Top Three Environmental Challenges Compromising Sustainable Mining Operations
Known around the globe for its rich natural resources and extensive mining activities, Canada is celebrated as a leader in sustainable mining. With sustainable mining operations playing a crucial role in ensuring the long-term viability of Canada’s nearly $60 billion mining industry and protecting the country’s stunning natural environment for generations to come, mine owners and operators must balance economic development with environmental stewardship.
However, mining is one of the most weather-vulnerable industries in the world, with industry experts warning that global commodity supplies will remain vulnerable to weather-related disruptions. Severe weather events can significantly impact mining operations, posing various risks that disrupt productivity, compromise worker safety and lead to expensive delays.
As severe weather and environmental events increase in both frequency and impact, industry players must discover new ways to navigate evolving environmental challenges, climate change, and sustainability needs. Unfortunately, many tactics that might have worked in the past are less effective, especially concerning some of the most demanding environmental challenges impacting the mining industry.
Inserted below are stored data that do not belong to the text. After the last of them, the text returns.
//! Applying one object's parsed attribute record to the filesystem: the
//! restore-side counterpart to `producer::object::build_object`. Ownership,
//! permissions and xattrs are applied right after an object is created;
//! directory `atime`/`mtime` is deferred by the caller (restoring a child
//! would otherwise bump its parent's mtime right back).

use std::fs;
use std::os::unix::ffi::OsStrExt;
use std::os::unix::fs::{symlink, PermissionsExt};
use std::path::{Path, PathBuf};

use filetime::FileTime;
use fsarc_attr::AttributeRecord;
use fsarc_dtyp::{keys, ObjectType, Section};

use crate::error::{Error, Result};
use crate::producer::object::decode_xattr;

/// Resolves a stored archive path (always `/`-rooted) to a path under the
/// restore destination.
pub fn dest_path(dest_root: &Path, relpath: &str) -> PathBuf {
    let trimmed = relpath.trim_start_matches('/');
    if trimmed.is_empty() {
        dest_root.to_path_buf()
    } else {
        dest_root.join(trimmed)
    }
}

pub fn create_dir(path: &Path) -> Result<()> {
    fs::create_dir_all(path).map_err(Error::Io)
}

pub fn create_symlink(path: &Path, attrs: &AttributeRecord) -> Result<()> {
    let target_bytes = attrs.get_bytes(Section::StdAttr, keys::SYMLINK_TARGET)?;
    let target = std::ffi::OsStr::from_bytes(target_bytes);
    if path.symlink_metadata().is_ok() {
        fs::remove_file(path).map_err(Error::Io)?;
    }
    symlink(target, path).map_err(Error::Io)
}

pub fn create_hardlink(dest_root: &Path, path: &Path, attrs: &AttributeRecord) -> Result<()> {
    let target_rel = attrs.get_string(Section::StdAttr, keys::HARDLINK_TARGET)?;
    let original = dest_path(dest_root, target_rel);
    if path.symlink_metadata().is_ok() {
        fs::remove_file(path).map_err(Error::Io)?;
    }
    fs::hard_link(&original, path).map_err(Error::Io)
}

/// Creates a char/block device, fifo or socket node via `mknod(2)`.
pub fn create_special(path: &Path, attrs: &AttributeRecord, object_type: ObjectType) -> Result<()> {
    use nix::sys::stat::{mknod, Mode, SFlag};

    let mode_bits = attrs.get_u32(Section::StdAttr, keys::MODE)?;
    let perm = Mode::from_bits_truncate(mode_bits & 0o7777);
    let kind = match object_type {
        ObjectType::CharDev => SFlag::S_IFCHR,
        ObjectType::BlockDev => SFlag::S_IFBLK,
        ObjectType::Fifo => SFlag::S_IFIFO,
        ObjectType::Socket => SFlag::S_IFSOCK,
        _ => return Err(Error::Fs("create_special called on a non-device object".into())),
    };
    let rdev = attrs.get_u64(Section::StdAttr, keys::RDEV)? as nix::sys::stat::dev_t;

    if path.symlink_metadata().is_ok() {
        fs::remove_file(path).map_err(Error::Io)?;
    }
    mknod(path, kind, perm, rdev).map_err(|e| Error::Fs(format!("mknod {}: {e}", path.display())))
}

/// Writes `data` out as `path`'s whole content in one shot, for coalesced
/// small files.
pub fn write_whole_file(path: &Path, data: &[u8]) -> Result<()> {
    fs::write(path, data).map_err(Error::Io)
}

/// Applies `mode`/`uid`/`gid` and restores xattrs/winattrs. Does not touch
/// `atime`/`mtime` — the caller applies those (directly for files, deferred
/// for directories).
pub fn apply_standard_attrs(path: &Path, attrs: &AttributeRecord, follow_symlinks: bool) -> Result<()> {
    let mode = attrs.get_u32(Section::StdAttr, keys::MODE)?;
    let uid = attrs.get_u32(Section::StdAttr, keys::UID).ok();
    let gid = attrs.get_u32(Section::StdAttr, keys::GID).ok();

    if follow_symlinks {
        fs::set_permissions(path, fs::Permissions::from_mode(mode & 0o7777)).map_err(Error::Io)?;
        if uid.is_some() || gid.is_some() {
            std::os::unix::fs::chown(path, uid, gid).map_err(Error::Io)?;
        }
    } else if uid.is_some() || gid.is_some() {
        std::os::unix::fs::lchown(path, uid, gid).map_err(Error::Io)?;
    }

    apply_xattr_section(path, attrs, Section::XAttr)?;
    apply_xattr_section(path, attrs, Section::WinAttr)?;
    Ok(())
}

fn apply_xattr_section(path: &Path, attrs: &AttributeRecord, section: Section) -> Result<()> {
    let section_u8 = section.as_u8();
    for (s, _key, value) in attrs.iter() {
        if s != section_u8 {
            continue;
        }
        let Some(bytes) = value.as_bytes() else { continue };
        let Some((name, data)) = decode_xattr(bytes) else { continue };
        if let Err(e) = xattr::set(path, name, data) {
            log::warn!("cannot restore xattr {name} on {}: {e}", path.display());
        }
    }
    Ok(())
}

/// Sets `atime`/`mtime` on a plain file or symlink immediately.
pub fn apply_times(path: &Path, attrs: &AttributeRecord, follow_symlinks: bool) -> Result<()> {
    let atime = FileTime::from_unix_time(attrs.get_u64(Section::StdAttr, keys::ATIME)? as i64, 0);
    let mtime = FileTime::from_unix_time(attrs.get_u64(Section::StdAttr, keys::MTIME)? as i64, 0);
    let result = if follow_symlinks {
        filetime::set_file_times(path, atime, mtime)
    } else {
        filetime::set_symlink_file_times(path, atime, mtime)
    };
    result.map_err(Error::Io)
}

/// One directory whose `atime`/`mtime` restoration is deferred until every
/// object under it has been restored (applying a child would otherwise bump
/// the parent's mtime right back to "now").
pub struct PendingDirTime {
    pub path: PathBuf,
    pub relpath: String,
    pub atime: FileTime,
    pub mtime: FileTime,
}

/// `true` if `relpath` is `base` itself or lives somewhere under it.
pub fn is_descendant(base: &str, relpath: &str) -> bool {
    if base == "/" {
        return true;
    }
    relpath == base || relpath.starts_with(&format!("{base}/"))
}

#[cfg(test)]
mod tests {
    use super::*;

    #[test]
    fn dest_path_strips_leading_slash_and_joins() {
        let root = Path::new("/mnt/restore");
        assert_eq!(dest_path(root, "/etc/passwd"), root.join("etc/passwd"));
        assert_eq!(dest_path(root, "etc/passwd"), root.join("etc/passwd"));
    }

    #[test]
    fn dest_path_of_the_root_itself_is_the_restore_root() {
        let root = Path::new("/mnt/restore");
        assert_eq!(dest_path(root, "/"), root);
        assert_eq!(dest_path(root, ""), root);
    }

    #[test]
    fn is_descendant_matches_self_and_children_but_not_siblings() {
        assert!(is_descendant("/", "/anything"));
        assert!(is_descendant("/home/user", "/home/user"));
        assert!(is_descendant("/home/user", "/home/user/docs/a.txt"));
        assert!(!is_descendant("/home/user", "/home/user2"));
        assert!(!is_descendant("/home/user", "/home/other"));
    }
}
Consequently, advanced weather and environmental monitoring solutions that deliver accurate and reliable insights are imperative to improving situational awareness, enabling mine operators to know when and how to effectively mitigate risks of hazards, preventing accidents and ensuring smooth operations.
Sustainable Mining Environmental Challenge 1: Flooding, landslides, and runoff water
Flooding, landslides, and runoff water create safety and environmental risks, particularly in regions with steep terrain or poor drainage systems. These hazards can result in operational downtime, contamination of local water sources and difficulty adhering to government regulations.
Heavy rain can lead to washed-out roads, tailing dam failures, landslides and even mine shutdowns in case of flooding. Sudden and excessive rainfall creates hazardous conditions – like fast-moving currents, water pooling in excavated areas or rapidly inundated underground tunnels – increasing the risk of accidents and injuries. Slope monitoring is critical as instability due to heavy rainfall, or other geological or environmental factors, can trigger landslides, putting mine workers at risk of being buried or trapped under debris.
An often-overlooked challenge is precipitation, which can cause fog and even icing and freezing of roads, especially in northern mining operations.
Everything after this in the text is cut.